# Work order:
Each line of the listing where "SeqCst" appears should be reported.

══ Records to process ══

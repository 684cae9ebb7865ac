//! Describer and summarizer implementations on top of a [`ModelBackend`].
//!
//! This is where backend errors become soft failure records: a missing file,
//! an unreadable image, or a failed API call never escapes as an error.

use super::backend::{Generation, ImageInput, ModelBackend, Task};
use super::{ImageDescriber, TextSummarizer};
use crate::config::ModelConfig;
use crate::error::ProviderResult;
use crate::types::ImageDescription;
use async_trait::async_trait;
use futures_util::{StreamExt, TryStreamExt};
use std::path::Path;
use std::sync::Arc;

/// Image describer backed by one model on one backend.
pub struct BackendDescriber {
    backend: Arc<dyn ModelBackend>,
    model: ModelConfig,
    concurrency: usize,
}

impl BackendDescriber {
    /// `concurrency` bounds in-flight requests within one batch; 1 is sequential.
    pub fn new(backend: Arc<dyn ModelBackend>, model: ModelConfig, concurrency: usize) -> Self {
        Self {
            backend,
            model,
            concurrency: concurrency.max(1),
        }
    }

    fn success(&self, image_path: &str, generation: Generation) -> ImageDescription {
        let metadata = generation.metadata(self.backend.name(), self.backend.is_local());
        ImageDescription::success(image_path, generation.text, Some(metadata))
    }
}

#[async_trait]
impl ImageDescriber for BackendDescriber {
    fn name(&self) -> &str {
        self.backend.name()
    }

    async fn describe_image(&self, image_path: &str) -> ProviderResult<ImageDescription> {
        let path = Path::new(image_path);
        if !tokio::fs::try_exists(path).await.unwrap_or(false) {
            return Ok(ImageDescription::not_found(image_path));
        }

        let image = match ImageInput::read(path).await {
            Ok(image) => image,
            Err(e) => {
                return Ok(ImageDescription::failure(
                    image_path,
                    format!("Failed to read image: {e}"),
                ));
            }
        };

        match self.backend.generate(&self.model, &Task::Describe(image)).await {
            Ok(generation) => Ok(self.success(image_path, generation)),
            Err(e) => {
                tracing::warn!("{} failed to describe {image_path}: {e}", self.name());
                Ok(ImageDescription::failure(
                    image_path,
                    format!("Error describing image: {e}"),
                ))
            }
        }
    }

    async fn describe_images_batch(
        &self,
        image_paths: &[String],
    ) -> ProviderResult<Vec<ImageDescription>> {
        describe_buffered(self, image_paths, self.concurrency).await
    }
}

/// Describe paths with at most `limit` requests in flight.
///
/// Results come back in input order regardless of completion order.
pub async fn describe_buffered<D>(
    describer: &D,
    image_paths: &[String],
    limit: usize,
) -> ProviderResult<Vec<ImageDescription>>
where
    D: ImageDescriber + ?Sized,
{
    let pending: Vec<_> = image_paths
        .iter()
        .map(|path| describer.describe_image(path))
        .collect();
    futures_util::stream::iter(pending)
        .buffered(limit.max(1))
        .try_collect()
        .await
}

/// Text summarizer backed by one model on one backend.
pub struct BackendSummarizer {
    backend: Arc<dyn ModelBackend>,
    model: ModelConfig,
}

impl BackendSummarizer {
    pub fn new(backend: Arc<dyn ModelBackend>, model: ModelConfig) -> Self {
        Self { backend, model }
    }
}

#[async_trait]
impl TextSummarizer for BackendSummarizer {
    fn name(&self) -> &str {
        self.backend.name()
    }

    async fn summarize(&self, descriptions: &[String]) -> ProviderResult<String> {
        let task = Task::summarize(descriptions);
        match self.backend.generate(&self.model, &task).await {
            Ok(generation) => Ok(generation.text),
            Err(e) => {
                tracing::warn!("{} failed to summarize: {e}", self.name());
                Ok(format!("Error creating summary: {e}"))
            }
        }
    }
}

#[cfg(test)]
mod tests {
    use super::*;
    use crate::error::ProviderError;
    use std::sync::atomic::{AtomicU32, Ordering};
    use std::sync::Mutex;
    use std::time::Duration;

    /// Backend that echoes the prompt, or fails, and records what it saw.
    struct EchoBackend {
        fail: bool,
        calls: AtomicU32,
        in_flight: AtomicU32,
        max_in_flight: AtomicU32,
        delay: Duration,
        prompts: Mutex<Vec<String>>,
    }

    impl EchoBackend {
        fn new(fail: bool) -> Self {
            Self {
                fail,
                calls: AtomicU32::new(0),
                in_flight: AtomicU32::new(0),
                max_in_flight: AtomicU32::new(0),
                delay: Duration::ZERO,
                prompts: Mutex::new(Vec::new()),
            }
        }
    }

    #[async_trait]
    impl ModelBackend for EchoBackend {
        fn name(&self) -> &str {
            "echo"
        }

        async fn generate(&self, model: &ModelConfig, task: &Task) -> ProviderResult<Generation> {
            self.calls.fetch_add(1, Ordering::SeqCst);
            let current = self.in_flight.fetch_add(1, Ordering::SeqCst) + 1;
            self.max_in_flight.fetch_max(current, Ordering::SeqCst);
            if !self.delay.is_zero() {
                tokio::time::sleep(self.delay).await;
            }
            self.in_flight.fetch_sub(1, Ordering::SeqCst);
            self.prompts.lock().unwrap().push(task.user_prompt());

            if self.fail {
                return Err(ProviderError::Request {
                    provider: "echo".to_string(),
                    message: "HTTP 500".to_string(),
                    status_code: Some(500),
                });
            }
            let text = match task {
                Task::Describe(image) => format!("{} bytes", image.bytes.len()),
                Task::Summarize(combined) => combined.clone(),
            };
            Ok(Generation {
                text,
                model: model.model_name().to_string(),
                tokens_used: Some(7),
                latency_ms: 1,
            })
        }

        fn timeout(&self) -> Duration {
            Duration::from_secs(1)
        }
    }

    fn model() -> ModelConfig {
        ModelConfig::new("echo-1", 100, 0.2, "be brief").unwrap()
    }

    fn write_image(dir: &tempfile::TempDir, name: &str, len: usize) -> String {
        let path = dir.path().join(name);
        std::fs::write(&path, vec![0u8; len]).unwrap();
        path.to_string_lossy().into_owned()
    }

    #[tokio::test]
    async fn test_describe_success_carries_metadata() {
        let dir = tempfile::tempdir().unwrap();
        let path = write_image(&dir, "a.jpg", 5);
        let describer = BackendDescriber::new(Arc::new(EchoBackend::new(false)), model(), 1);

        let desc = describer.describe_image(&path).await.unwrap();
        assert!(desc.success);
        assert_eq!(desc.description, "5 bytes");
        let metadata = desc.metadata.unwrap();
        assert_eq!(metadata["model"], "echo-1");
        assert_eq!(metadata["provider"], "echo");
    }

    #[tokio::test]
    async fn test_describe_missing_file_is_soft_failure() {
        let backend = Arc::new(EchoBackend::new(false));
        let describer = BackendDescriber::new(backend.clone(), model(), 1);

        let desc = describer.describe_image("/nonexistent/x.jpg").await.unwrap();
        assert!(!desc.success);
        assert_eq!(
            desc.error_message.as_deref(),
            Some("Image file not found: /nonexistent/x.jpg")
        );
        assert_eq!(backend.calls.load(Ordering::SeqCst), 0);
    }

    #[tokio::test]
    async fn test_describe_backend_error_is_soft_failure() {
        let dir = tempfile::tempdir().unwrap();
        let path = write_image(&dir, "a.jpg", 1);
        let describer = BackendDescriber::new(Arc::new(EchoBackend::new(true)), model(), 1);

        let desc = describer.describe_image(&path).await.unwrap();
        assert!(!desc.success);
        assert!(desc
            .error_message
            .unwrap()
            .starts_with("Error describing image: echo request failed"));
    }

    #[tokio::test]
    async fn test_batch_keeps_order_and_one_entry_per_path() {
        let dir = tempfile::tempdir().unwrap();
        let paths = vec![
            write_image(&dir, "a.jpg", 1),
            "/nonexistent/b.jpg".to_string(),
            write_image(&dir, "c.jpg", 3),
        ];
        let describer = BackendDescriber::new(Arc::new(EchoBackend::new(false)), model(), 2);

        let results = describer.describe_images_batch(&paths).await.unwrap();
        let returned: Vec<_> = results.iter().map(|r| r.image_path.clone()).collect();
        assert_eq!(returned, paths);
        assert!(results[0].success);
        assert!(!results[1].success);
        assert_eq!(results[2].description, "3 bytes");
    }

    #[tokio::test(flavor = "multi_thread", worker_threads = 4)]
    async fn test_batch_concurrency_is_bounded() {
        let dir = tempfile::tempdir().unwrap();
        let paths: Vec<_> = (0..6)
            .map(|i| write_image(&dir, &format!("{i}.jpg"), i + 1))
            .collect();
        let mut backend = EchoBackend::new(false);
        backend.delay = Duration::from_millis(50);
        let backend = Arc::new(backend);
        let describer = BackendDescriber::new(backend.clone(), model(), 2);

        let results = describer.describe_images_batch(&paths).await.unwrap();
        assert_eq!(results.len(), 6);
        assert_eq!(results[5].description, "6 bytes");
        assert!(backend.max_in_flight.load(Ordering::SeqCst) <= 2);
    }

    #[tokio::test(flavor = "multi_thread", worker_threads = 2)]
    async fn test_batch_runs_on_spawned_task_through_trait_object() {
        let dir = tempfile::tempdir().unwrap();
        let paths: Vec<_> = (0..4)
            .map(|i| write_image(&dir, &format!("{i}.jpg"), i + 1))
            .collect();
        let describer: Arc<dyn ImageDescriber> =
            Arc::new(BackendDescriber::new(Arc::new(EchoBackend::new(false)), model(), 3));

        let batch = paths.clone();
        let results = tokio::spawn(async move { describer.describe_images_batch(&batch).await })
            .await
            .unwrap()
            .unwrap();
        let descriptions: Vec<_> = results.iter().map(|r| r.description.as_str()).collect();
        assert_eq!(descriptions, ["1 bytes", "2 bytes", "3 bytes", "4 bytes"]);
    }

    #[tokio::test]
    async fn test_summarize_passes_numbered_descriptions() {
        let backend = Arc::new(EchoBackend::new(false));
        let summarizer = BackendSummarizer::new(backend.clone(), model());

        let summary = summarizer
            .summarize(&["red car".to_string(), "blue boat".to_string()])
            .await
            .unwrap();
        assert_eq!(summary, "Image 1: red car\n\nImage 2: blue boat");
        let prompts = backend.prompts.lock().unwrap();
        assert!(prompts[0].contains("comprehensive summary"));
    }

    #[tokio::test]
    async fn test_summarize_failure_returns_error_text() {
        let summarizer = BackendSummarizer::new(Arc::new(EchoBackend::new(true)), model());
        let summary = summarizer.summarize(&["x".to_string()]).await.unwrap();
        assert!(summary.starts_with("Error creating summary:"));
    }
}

═══
══ Records to process ══

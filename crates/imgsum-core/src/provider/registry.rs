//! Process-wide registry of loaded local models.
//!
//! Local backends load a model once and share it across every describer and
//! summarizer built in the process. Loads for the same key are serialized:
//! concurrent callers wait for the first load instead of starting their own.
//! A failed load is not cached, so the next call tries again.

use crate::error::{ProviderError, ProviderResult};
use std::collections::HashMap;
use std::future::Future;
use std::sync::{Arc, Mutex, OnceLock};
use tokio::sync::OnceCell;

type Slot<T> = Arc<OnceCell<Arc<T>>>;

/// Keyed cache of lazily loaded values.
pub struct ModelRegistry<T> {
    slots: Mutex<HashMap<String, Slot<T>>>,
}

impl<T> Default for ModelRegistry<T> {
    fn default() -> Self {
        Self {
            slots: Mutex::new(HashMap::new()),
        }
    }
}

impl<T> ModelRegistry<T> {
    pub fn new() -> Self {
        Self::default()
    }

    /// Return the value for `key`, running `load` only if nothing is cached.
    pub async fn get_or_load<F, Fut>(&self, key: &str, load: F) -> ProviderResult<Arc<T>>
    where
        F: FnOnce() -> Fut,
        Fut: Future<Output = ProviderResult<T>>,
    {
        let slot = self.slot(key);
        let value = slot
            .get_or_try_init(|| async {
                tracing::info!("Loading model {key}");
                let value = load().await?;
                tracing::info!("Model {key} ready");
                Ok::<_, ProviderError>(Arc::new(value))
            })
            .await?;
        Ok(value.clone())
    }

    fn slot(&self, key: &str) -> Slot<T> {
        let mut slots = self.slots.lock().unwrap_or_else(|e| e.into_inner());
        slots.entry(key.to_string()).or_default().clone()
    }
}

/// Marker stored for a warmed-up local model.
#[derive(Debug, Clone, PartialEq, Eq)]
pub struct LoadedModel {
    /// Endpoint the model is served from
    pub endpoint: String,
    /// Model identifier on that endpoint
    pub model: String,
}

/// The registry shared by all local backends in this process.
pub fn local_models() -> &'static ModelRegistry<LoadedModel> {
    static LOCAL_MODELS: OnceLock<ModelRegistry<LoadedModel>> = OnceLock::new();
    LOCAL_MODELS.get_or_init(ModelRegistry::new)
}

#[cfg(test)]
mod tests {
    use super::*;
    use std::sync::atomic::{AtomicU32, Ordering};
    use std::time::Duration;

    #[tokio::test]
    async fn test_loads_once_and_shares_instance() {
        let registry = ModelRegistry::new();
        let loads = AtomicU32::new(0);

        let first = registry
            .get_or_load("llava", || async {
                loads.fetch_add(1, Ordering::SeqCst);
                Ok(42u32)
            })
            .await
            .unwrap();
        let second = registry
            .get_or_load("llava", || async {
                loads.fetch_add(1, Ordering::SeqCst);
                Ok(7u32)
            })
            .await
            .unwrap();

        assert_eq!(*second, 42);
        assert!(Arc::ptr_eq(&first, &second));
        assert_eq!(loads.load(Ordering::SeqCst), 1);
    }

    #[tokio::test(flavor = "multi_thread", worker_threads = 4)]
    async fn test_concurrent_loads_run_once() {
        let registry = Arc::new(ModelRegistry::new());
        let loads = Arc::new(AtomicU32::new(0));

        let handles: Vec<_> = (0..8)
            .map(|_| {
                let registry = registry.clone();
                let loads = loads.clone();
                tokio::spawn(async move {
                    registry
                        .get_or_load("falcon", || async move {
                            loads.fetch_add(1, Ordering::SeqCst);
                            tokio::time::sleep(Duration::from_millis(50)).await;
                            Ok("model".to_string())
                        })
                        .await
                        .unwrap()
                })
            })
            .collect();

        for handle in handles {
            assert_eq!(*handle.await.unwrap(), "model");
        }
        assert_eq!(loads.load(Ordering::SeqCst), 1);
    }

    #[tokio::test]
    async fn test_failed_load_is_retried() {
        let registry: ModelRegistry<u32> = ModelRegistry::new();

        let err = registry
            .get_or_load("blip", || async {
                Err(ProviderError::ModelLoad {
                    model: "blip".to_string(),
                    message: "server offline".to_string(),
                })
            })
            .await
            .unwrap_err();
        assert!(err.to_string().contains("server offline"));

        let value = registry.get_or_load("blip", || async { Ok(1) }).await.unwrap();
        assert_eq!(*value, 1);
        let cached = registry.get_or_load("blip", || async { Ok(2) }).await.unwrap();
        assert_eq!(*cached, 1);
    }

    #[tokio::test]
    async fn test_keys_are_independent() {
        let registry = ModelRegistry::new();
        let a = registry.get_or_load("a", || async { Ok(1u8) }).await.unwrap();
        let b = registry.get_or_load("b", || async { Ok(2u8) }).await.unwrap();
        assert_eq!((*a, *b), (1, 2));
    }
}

═══

# Answer section:
            self.calls.fetch_add(1, Ordering::SeqCst);
            let current = self.in_flight.fetch_add(1, Ordering::SeqCst) + 1;
            self.max_in_flight.fetch_max(current, Ordering::SeqCst);
            self.in_flight.fetch_sub(1, Ordering::SeqCst);
        assert_eq!(backend.calls.load(Ordering::SeqCst), 0);
        assert!(backend.max_in_flight.load(Ordering::SeqCst) <= 2);
                loads.fetch_add(1, Ordering::SeqCst);
                loads.fetch_add(1, Ordering::SeqCst);
        assert_eq!(loads.load(Ordering::SeqCst), 1);
                            loads.fetch_add(1, Ordering::SeqCst);
        assert_eq!(loads.load(Ordering::SeqCst), 1);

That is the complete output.